Negotiations – Doha Round (2001-present)
The WTO Doha Round of negotiations was launched at the 4th WTO Ministerial Conference in Doha, Qatar, in November 2001. One of the fundamental objectives of the Doha Round is to improve the trading prospects of less developed countries, thus why it is often referred to as the Doha Development Agenda. The mandate for the negotiations provided by the Doha Ministerial Declaration, included negotiations on agriculture, services, non-agricultural market access, trade-related aspects of intellectual property rights, WTO rules (e.g., anti-dumping, subsidies), dispute settlement, trade facilitation, and trade and environment, among others. All areas of the Doha negotiations are bound together as a "single undertaking," that is, nothing is agreed until everything is agreed. In order for these negotiations to be successful in both developed countries and less developed countries, negotiations must strike a balance among the interests of all WTO Members. The conduct of these negotiations is supervised by the WTO Trade Negotiations Committee. For more information on the WTO Trade Negotiations Committee, including access to documents concerning the negotiations by subject, please see The Trade Negotiations Committee.

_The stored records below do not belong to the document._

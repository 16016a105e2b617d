//! Server configuration from environment variables and an optional TOML file.

use std::env;
use std::path::PathBuf;

use serde::Deserialize;

fn default_host() -> String {
    "0.0.0.0".to_string()
}

fn default_port() -> u16 {
    8080
}

/// Static bearer tokens mapped to roles.
///
/// Token issuance belongs to the platform's auth service; this backend
/// only needs to recognize tokens and their role. An empty list means no
/// caller holds that role.
#[derive(Debug, Clone, Default, Deserialize)]
pub struct AuthTokens {
    #[serde(default)]
    pub admin_tokens: Vec<String>,
    #[serde(default)]
    pub teacher_tokens: Vec<String>,
}

/// Server configuration.
#[derive(Debug, Clone, Deserialize)]
pub struct ServerConfig {
    /// Bind host
    #[serde(default = "default_host")]
    pub host: String,
    /// Bind port
    #[serde(default = "default_port")]
    pub port: u16,
    /// Bearer tokens recognized by the auth extractor
    #[serde(default)]
    pub auth: AuthTokens,
    /// Optional reference-data seed file loaded at startup
    #[serde(default)]
    pub seed_file: Option<PathBuf>,
}

impl Default for ServerConfig {
    fn default() -> Self {
        Self {
            host: default_host(),
            port: default_port(),
            auth: AuthTokens::default(),
            seed_file: None,
        }
    }
}

impl ServerConfig {
    /// Create a server configuration from environment variables, starting
    /// from an optional TOML file.
    ///
    /// # Environment Variables
    /// - `CONFIG_FILE` (optional): TOML file with the same fields
    /// - `HOST` (optional, default: 0.0.0.0): bind host
    /// - `PORT` (optional, default: 8080): bind port
    /// - `ADMIN_TOKENS` (optional): comma-separated admin bearer tokens
    /// - `TEACHER_TOKENS` (optional): comma-separated teacher bearer tokens
    /// - `SEED_FILE` (optional): reference-data seed TOML
    ///
    /// Environment variables override file values.
    ///
    /// # Errors
    /// Returns an error if the config file cannot be read or parsed, or a
    /// variable has an invalid value.
    pub fn from_env() -> Result<Self, String> {
        let mut config = match env::var("CONFIG_FILE") {
            Ok(path) => Self::from_file(&PathBuf::from(path))?,
            Err(_) => Self::default(),
        };

        if let Ok(host) = env::var("HOST") {
            config.host = host;
        }
        if let Ok(port) = env::var("PORT") {
            config.port = port
                .parse()
                .map_err(|_| "PORT must be a valid port number".to_string())?;
        }
        if let Ok(tokens) = env::var("ADMIN_TOKENS") {
            config.auth.admin_tokens = parse_token_list(&tokens);
        }
        if let Ok(tokens) = env::var("TEACHER_TOKENS") {
            config.auth.teacher_tokens = parse_token_list(&tokens);
        }
        if let Ok(path) = env::var("SEED_FILE") {
            config.seed_file = Some(PathBuf::from(path));
        }

        Ok(config)
    }

    /// Load a configuration from a TOML file.
    pub fn from_file(path: &PathBuf) -> Result<Self, String> {
        let raw = std::fs::read_to_string(path)
            .map_err(|e| format!("Cannot read config file {}: {}", path.display(), e))?;
        toml::from_str(&raw)
            .map_err(|e| format!("Invalid config file {}: {}", path.display(), e))
    }
}

fn parse_token_list(raw: &str) -> Vec<String> {
    raw.split(',')
        .map(str::trim)
        .filter(|t| !t.is_empty())
        .map(str::to_string)
        .collect()
}
#![allow(dead_code)]

use std::collections::HashSet;
use std::sync::Mutex;

use chrono::NaiveDate;
use uuid::Uuid;

use lectio::db::repositories::LocalRepository;
use lectio::db::repository::ReferenceRepository;
use lectio::models::{
    NewAcademicYear, NewClassroom, NewEducationalLevel, NewSession, NewSubjectAssignment,
    NewTimeSlot, SubjectAssignment, WallTime, Weekday,
};

static ENV_LOCK: Mutex<()> = Mutex::new(());

/// Runs `f` with environment variables temporarily modified.
///
/// This is panic-safe (restores variables on unwind) and also serializes access to
/// process-global env vars to avoid flaky tests when Rust runs tests in parallel.
///
/// `changes` is a list of `(key, value)` pairs:
/// - `Some(v)` sets the variable to `v`
/// - `None` removes the variable
pub fn with_scoped_env<F, R>(changes: &[(&str, Option<&str>)], f: F) -> R
where
    F: FnOnce() -> R,
{
    let _lock = ENV_LOCK.lock().expect("ENV_LOCK poisoned");
    let _guard = ScopedEnv::new(changes);
    f()
}

struct ScopedEnv {
    snapshot: Vec<(String, Option<String>)>,
}

impl ScopedEnv {
    fn new(changes: &[(&str, Option<&str>)]) -> Self {
        let keys: HashSet<&str> = changes.iter().map(|(k, _)| *k).collect();
        let snapshot = keys
            .into_iter()
            .map(|k| (k.to_string(), std::env::var(k).ok()))
            .collect::<Vec<_>>();

        for (k, v) in changes {
            match v {
                Some(val) => std::env::set_var(k, val),
                None => std::env::remove_var(k),
            }
        }

        Self { snapshot }
    }
}

impl Drop for ScopedEnv {
    fn drop(&mut self) {
        for (k, v) in self.snapshot.drain(..) {
            match v {
                Some(val) => std::env::set_var(&k, val),
                None => std::env::remove_var(&k),
            }
        }
    }
}

/// Ids of the reference rows most tests need.
pub struct ReferenceIds {
    pub level_id: Uuid,
    pub year_id: Uuid,
}

/// Insert one educational level and one academic year.
pub async fn seed_reference(repo: &LocalRepository) -> ReferenceIds {
    let level = repo
        .insert_educational_level(NewEducationalLevel {
            name: "Secondary".to_string(),
            code: "SEC".to_string(),
        })
        .await
        .expect("seed level");
    let year = repo
        .insert_academic_year(NewAcademicYear {
            name: "2025-2026".to_string(),
            start_date: date(2025, 9, 1),
            end_date: date(2026, 6, 30),
            is_current: true,
        })
        .await
        .expect("seed year");

    ReferenceIds {
        level_id: level.id,
        year_id: year.id,
    }
}

/// Insert a fully staffed subject assignment.
pub async fn staffed_assignment(repo: &LocalRepository, year_id: Uuid) -> SubjectAssignment {
    assignment_with(repo, year_id, Some(Uuid::new_v4()), Some(Uuid::new_v4())).await
}

/// Insert a subject assignment with explicit (possibly missing) staffing.
pub async fn assignment_with(
    repo: &LocalRepository,
    year_id: Uuid,
    teacher_id: Option<Uuid>,
    class_group_id: Option<Uuid>,
) -> SubjectAssignment {
    repo.insert_subject_assignment(NewSubjectAssignment {
        teacher_id,
        subject_id: Uuid::new_v4(),
        class_group_id,
        academic_year_id: year_id,
        weekly_hours: 4,
    })
    .await
    .expect("seed assignment")
}

pub fn date(y: i32, m: u32, d: u32) -> NaiveDate {
    NaiveDate::from_ymd_opt(y, m, d).expect("valid date")
}

pub fn wall(h: u32, m: u32) -> WallTime {
    WallTime::new(h, m).expect("valid wall time")
}

pub fn classroom_input(name: &str, code: &str) -> NewClassroom {
    NewClassroom {
        name: name.to_string(),
        code: code.to_string(),
        capacity: 30,
        kind: Default::default(),
        equipment: vec![],
        building: None,
        floor: None,
        description: None,
        is_active: true,
        preferred_level_id: None,
    }
}

pub fn slot_input(
    level_id: Uuid,
    name: &str,
    start: (u32, u32),
    end: (u32, u32),
    order: i32,
) -> NewTimeSlot {
    NewTimeSlot {
        name: name.to_string(),
        start_time: wall(start.0, start.1),
        end_time: wall(end.0, end.1),
        order,
        is_break: false,
        is_active: true,
        level_id,
    }
}

pub fn session_input(
    subject_assignment_id: Uuid,
    classroom_id: Uuid,
    time_slot_id: Uuid,
    day_of_week: Weekday,
    academic_year_id: Uuid,
) -> NewSession {
    NewSession {
        subject_assignment_id,
        classroom_id,
        time_slot_id,
        day_of_week,
        academic_year_id,
        start_date: date(2025, 9, 1),
        end_date: date(2026, 6, 30),
        is_active: true,
        notes: None,
    }
}
//! HTTP server module for the timetable backend.
//!
//! This module provides an axum-based HTTP server that exposes the
//! scheduling core as a REST API on top of the repository layer.
//!
//! # Architecture
//!
//! ```text
//! ┌──────────────────────────────────────────────────────────┐
//! │  HTTP Layer (axum handlers)                               │
//! │  - Bearer auth and role gating                            │
//! │  - Request parsing and JSON serialization                 │
//! │  - CORS, compression, error mapping                       │
//! └───────────────────┬──────────────────────────────────────┘
//!                     │
//! ┌───────────────────▼──────────────────────────────────────┐
//! │  Repository Layer (db/)                                   │
//! │  - Invariant enforcement under one guard                  │
//! │  - LocalRepository                                        │
//! └──────────────────────────────────────────────────────────┘
//! ```

#[cfg(feature = "http-server")]
pub mod auth;

#[cfg(feature = "http-server")]
pub mod dto;

#[cfg(feature = "http-server")]
pub mod error;

#[cfg(feature = "http-server")]
pub mod handlers;

#[cfg(feature = "http-server")]
pub mod router;

#[cfg(feature = "http-server")]
pub mod state;

#[cfg(feature = "http-server")]
pub use router::create_router;

#[cfg(feature = "http-server")]
pub use state::AppState;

Canada has been an active participant in each of the negotiating groups and has several objectives in key negotiating areas. In agriculture, Canada has sought the elimination of all export subsidies, substantial reductions to and disciplines on trade distorting domestic support, and significant market access improvements. With respect to non-agricultural goods, Canada has sought improved market access in key markets of interest to Canadian exporters. With respect to services, Canada has pursued increased access to foreign markets for Canadian service firms, including professional, financial, energy, computer, environmental services and temporary entry for business people. Canada also has supported the overall goal of the Round, which is to better integrate developing countries into the international trading system. Canada views the WTO as the best forum for achieving broadly-based trade liberalization, especially in key areas such as agriculture. Agriculture is a central element in the negotiations for almost all WTO Members, including Canada.
Unfortunately, the Doha Round negotiations are currently at an impasse. Despite this fact, Canada remains supportive of the WTO and steadfast in our belief that its institutional credibility must be promoted and upheld.